BEGIN INFORMATION

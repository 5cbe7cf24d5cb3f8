//! Testing utilities for the bulkhead workspace.
//!
//! Shared fixtures and recording doubles used across integration tests.

#![allow(missing_docs)]

use std::collections::VecDeque;
use std::sync::atomic::{AtomicUsize, Ordering};
use std::sync::Arc;
use std::time::Duration;

use async_trait::async_trait;
use parking_lot::Mutex;

use bulkhead_core::{
    Action, BoundaryId, BoundarySpec, ContainmentConfig, ContainmentRuntime, Fault, FaultObserver,
    InteractionPort, Severity,
};

/// Interaction port double that records every call.
///
/// Suggestions come from a finite script first, then from the fixed
/// default once the script is exhausted.
pub struct RecordingPort {
    default: Action,
    script: Mutex<VecDeque<Action>>,
    decided: Mutex<Vec<Fault>>,
    presented: Mutex<Vec<BoundaryId>>,
    dismissed: Mutex<Vec<BoundaryId>>,
}

impl RecordingPort {
    pub fn suggesting(default: Action) -> Arc<Self> {
        Self::scripted(default, [])
    }

    pub fn scripted(default: Action, script: impl IntoIterator<Item = Action>) -> Arc<Self> {
        Arc::new(Self {
            default,
            script: Mutex::new(script.into_iter().collect()),
            decided: Mutex::new(Vec::new()),
            presented: Mutex::new(Vec::new()),
            dismissed: Mutex::new(Vec::new()),
        })
    }

    pub fn decided(&self) -> Vec<Fault> {
        self.decided.lock().clone()
    }

    pub fn decide_count(&self) -> usize {
        self.decided.lock().len()
    }

    pub fn presented(&self) -> Vec<BoundaryId> {
        self.presented.lock().clone()
    }

    pub fn dismissed(&self) -> Vec<BoundaryId> {
        self.dismissed.lock().clone()
    }
}

#[async_trait]
impl InteractionPort for RecordingPort {
    async fn show_error_boundary(&self, fault: &Fault) -> Action {
        self.decided.lock().push(fault.clone());
        self.script.lock().pop_front().unwrap_or(self.default)
    }

    async fn present_fallback_ui(&self, boundary: &BoundaryId) {
        self.presented.lock().push(boundary.clone());
    }

    async fn dismiss_error_ui(&self, boundary: &BoundaryId) {
        self.dismissed.lock().push(boundary.clone());
    }
}

/// Fault observer that counts how often it ran.
#[derive(Default)]
pub struct CountingObserver {
    hits: AtomicUsize,
}

impl CountingObserver {
    pub fn new() -> Arc<Self> {
        Arc::new(Self::default())
    }

    pub fn hits(&self) -> usize {
        self.hits.load(Ordering::SeqCst)
    }
}

#[async_trait]
impl FaultObserver for CountingObserver {
    async fn observe(&self, _fault: &Fault) {
        self.hits.fetch_add(1, Ordering::SeqCst);
    }

    fn name(&self) -> &str {
        "counting"
    }
}

/// Boundary ids of the standard three-tier fixture tree.
#[derive(Debug, Clone)]
pub struct ThreeTier {
    pub app: BoundaryId,
    pub session: BoundaryId,
    pub widget: BoundaryId,
}

/// Defaults tightened so tests never sit out a five-second deadline.
pub fn quick_config() -> ContainmentConfig {
    ContainmentConfig::new()
        .with_decision_timeout(Duration::from_millis(200))
        .with_fallback_timeout(Duration::from_millis(200))
}

/// Runtime with app (critical) / session (error) / widget (warning)
/// boundaries already created. Tests attach clients where they need one.
pub async fn three_tier_runtime(
    config: ContainmentConfig,
    port: Arc<dyn InteractionPort>,
) -> (ContainmentRuntime, ThreeTier) {
    let runtime = ContainmentRuntime::new(config, port).unwrap();
    let coordinator = runtime.coordinator();
    let app = coordinator
        .create_boundary(BoundarySpec::new("app", Severity::Critical))
        .await
        .unwrap();
    let session = coordinator
        .create_boundary(BoundarySpec::new("session", Severity::Error).with_parent("app"))
        .await
        .unwrap();
    let widget = coordinator
        .create_boundary(BoundarySpec::new("widget", Severity::Warning).with_parent("session"))
        .await
        .unwrap();

    (
        runtime,
        ThreeTier {
            app,
            session,
            widget,
        },
    )
}
//! Violation severity ordering.
//!
//! Severity is a fixed total order (`Debug < Info < Warning < Error <
//! Critical`). Containment decisions compare severities with `>=`, so the
//! derived ordering is load-bearing: variants must stay declared in
//! ascending order.

use serde::{Deserialize, Serialize};

/// Severity of a boundary or of a violation it contains.
#[derive(
    Debug, Clone, Copy, PartialEq, Eq, PartialOrd, Ord, Hash, Serialize, Deserialize,
)]
#[serde(rename_all = "lowercase")]
pub enum Severity {
    /// Diagnostic-only events.
    Debug,
    /// Informational events.
    Info,
    /// Degraded but operable.
    Warning,
    /// Operation failed; recovery expected.
    Error,
    /// Containment of last resort.
    Critical,
}

impl Severity {
    /// All severities in ascending order.
    pub const ALL: [Self; 5] = [
        Self::Debug,
        Self::Info,
        Self::Warning,
        Self::Error,
        Self::Critical,
    ];

    /// Lowercase name used in serialized form and log fields.
    #[inline]
    #[must_use]
    pub const fn as_str(self) -> &'static str {
        match self {
            Self::Debug => "debug",
            Self::Info => "info",
            Self::Warning => "warning",
            Self::Error => "error",
            Self::Critical => "critical",
        }
    }

    /// Tracing level for events logged at this severity.
    ///
    /// `tracing` has no level above `ERROR`, so `Critical` maps to `ERROR`.
    #[inline]
    #[must_use]
    pub const fn as_tracing_level(self) -> tracing::Level {
        match self {
            Self::Debug => tracing::Level::DEBUG,
            Self::Info => tracing::Level::INFO,
            Self::Warning => tracing::Level::WARN,
            Self::Error | Self::Critical => tracing::Level::ERROR,
        }
    }
}

impl std::fmt::Display for Severity {
    fn fmt(&self, f: &mut std::fmt::Formatter<'_>) -> std::fmt::Result {
        f.write_str(self.as_str())
    }
}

END INFORMATION

▶ _ACTIVITY_
Output the records exactly, including every line.

▶ _SOLUTION FOR THIS PROBLEM_
repository 5cbe7cf24d5cb3f8
//! Testing utilities for the bulkhead workspace.
//!
//! Shared fixtures and recording doubles used across integration tests.

#![allow(missing_docs)]

use std::collections::VecDeque;
use std::sync::atomic::{AtomicUsize, Ordering};
use std::sync::Arc;
use std::time::Duration;

use async_trait::async_trait;
use parking_lot::Mutex;

use bulkhead_core::{
    Action, BoundaryId, BoundarySpec, ContainmentConfig, ContainmentRuntime, Fault, FaultObserver,
    InteractionPort, Severity,
};

/// Interaction port double that records every call.
///
/// Suggestions come from a finite script first, then from the fixed
/// default once the script is exhausted.
pub struct RecordingPort {
    default: Action,
    script: Mutex<VecDeque<Action>>,
    decided: Mutex<Vec<Fault>>,
    presented: Mutex<Vec<BoundaryId>>,
    dismissed: Mutex<Vec<BoundaryId>>,
}

impl RecordingPort {
    pub fn suggesting(default: Action) -> Arc<Self> {
        Self::scripted(default, [])
    }

    pub fn scripted(default: Action, script: impl IntoIterator<Item = Action>) -> Arc<Self> {
        Arc::new(Self {
            default,
            script: Mutex::new(script.into_iter().collect()),
            decided: Mutex::new(Vec::new()),
            presented: Mutex::new(Vec::new()),
            dismissed: Mutex::new(Vec::new()),
        })
    }

    pub fn decided(&self) -> Vec<Fault> {
        self.decided.lock().clone()
    }

    pub fn decide_count(&self) -> usize {
        self.decided.lock().len()
    }

    pub fn presented(&self) -> Vec<BoundaryId> {
        self.presented.lock().clone()
    }

    pub fn dismissed(&self) -> Vec<BoundaryId> {
        self.dismissed.lock().clone()
    }
}

#[async_trait]
impl InteractionPort for RecordingPort {
    async fn show_error_boundary(&self, fault: &Fault) -> Action {
        self.decided.lock().push(fault.clone());
        self.script.lock().pop_front().unwrap_or(self.default)
    }

    async fn present_fallback_ui(&self, boundary: &BoundaryId) {
        self.presented.lock().push(boundary.clone());
    }

    async fn dismiss_error_ui(&self, boundary: &BoundaryId) {
        self.dismissed.lock().push(boundary.clone());
    }
}

/// Fault observer that counts how often it ran.
#[derive(Default)]
pub struct CountingObserver {
    hits: AtomicUsize,
}

impl CountingObserver {
    pub fn new() -> Arc<Self> {
        Arc::new(Self::default())
    }

    pub fn hits(&self) -> usize {
        self.hits.load(Ordering::SeqCst)
    }
}

#[async_trait]
impl FaultObserver for CountingObserver {
    async fn observe(&self, _fault: &Fault) {
        self.hits.fetch_add(1, Ordering::SeqCst);
    }

    fn name(&self) -> &str {
        "counting"
    }
}

/// Boundary ids of the standard three-tier fixture tree.
#[derive(Debug, Clone)]
pub struct ThreeTier {
    pub app: BoundaryId,
    pub session: BoundaryId,
    pub widget: BoundaryId,
}

/// Defaults tightened so tests never sit out a five-second deadline.
pub fn quick_config() -> ContainmentConfig {
    ContainmentConfig::new()
        .with_decision_timeout(Duration::from_millis(200))
        .with_fallback_timeout(Duration::from_millis(200))
}

/// Runtime with app (critical) / session (error) / widget (warning)
/// boundaries already created. Tests attach clients where they need one.
pub async fn three_tier_runtime(
    config: ContainmentConfig,
    port: Arc<dyn InteractionPort>,
) -> (ContainmentRuntime, ThreeTier) {
    let runtime = ContainmentRuntime::new(config, port).unwrap();
    let coordinator = runtime.coordinator();
    let app = coordinator
        .create_boundary(BoundarySpec::new("app", Severity::Critical))
        .await
        .unwrap();
    let session = coordinator
        .create_boundary(BoundarySpec::new("session", Severity::Error).with_parent("app"))
        .await
        .unwrap();
    let widget = coordinator
        .create_boundary(BoundarySpec::new("widget", Severity::Warning).with_parent("session"))
        .await
        .unwrap();

    (
        runtime,
        ThreeTier {
            app,
            session,
            widget,
        },
    )
}
//! Violation severity ordering.
//!
//! Severity is a fixed total order (`Debug < Info < Warning < Error <
//! Critical`). Containment decisions compare severities with `>=`, so the
//! derived ordering is load-bearing: variants must stay declared in
//! ascending order.

use serde::{Deserialize, Serialize};

/// Severity of a boundary or of a violation it contains.
#[derive(
    Debug, Clone, Copy, PartialEq, Eq, PartialOrd, Ord, Hash, Serialize, Deserialize,
)]
#[serde(rename_all = "lowercase")]
pub enum Severity {
    /// Diagnostic-only events.
    Debug,
    /// Informational events.
    Info,
    /// Degraded but operable.
    Warning,
    /// Operation failed; recovery expected.
    Error,
    /// Containment of last resort.
    Critical,
}

impl Severity {
    /// All severities in ascending order.
    pub const ALL: [Self; 5] = [
        Self::Debug,
        Self::Info,
        Self::Warning,
        Self::Error,
        Self::Critical,
    ];

    /// Lowercase name used in serialized form and log fields.
    #[inline]
    #[must_use]
    pub const fn as_str(self) -> &'static str {
        match self {
            Self::Debug => "debug",
            Self::Info => "info",
            Self::Warning => "warning",
            Self::Error => "error",
            Self::Critical => "critical",
        }
    }

    /// Tracing level for events logged at this severity.
    ///
    /// `tracing` has no level above `ERROR`, so `Critical` maps to `ERROR`.
    #[inline]
    #[must_use]
    pub const fn as_tracing_level(self) -> tracing::Level {
        match self {
            Self::Debug => tracing::Level::DEBUG,
            Self::Info => tracing::Level::INFO,
            Self::Warning => tracing::Level::WARN,
            Self::Error | Self::Critical => tracing::Level::ERROR,
        }
    }
}

impl std::fmt::Display for Severity {
    fn fmt(&self, f: &mut std::fmt::Formatter<'_>) -> std::fmt::Result {
        f.write_str(self.as_str())
    }
}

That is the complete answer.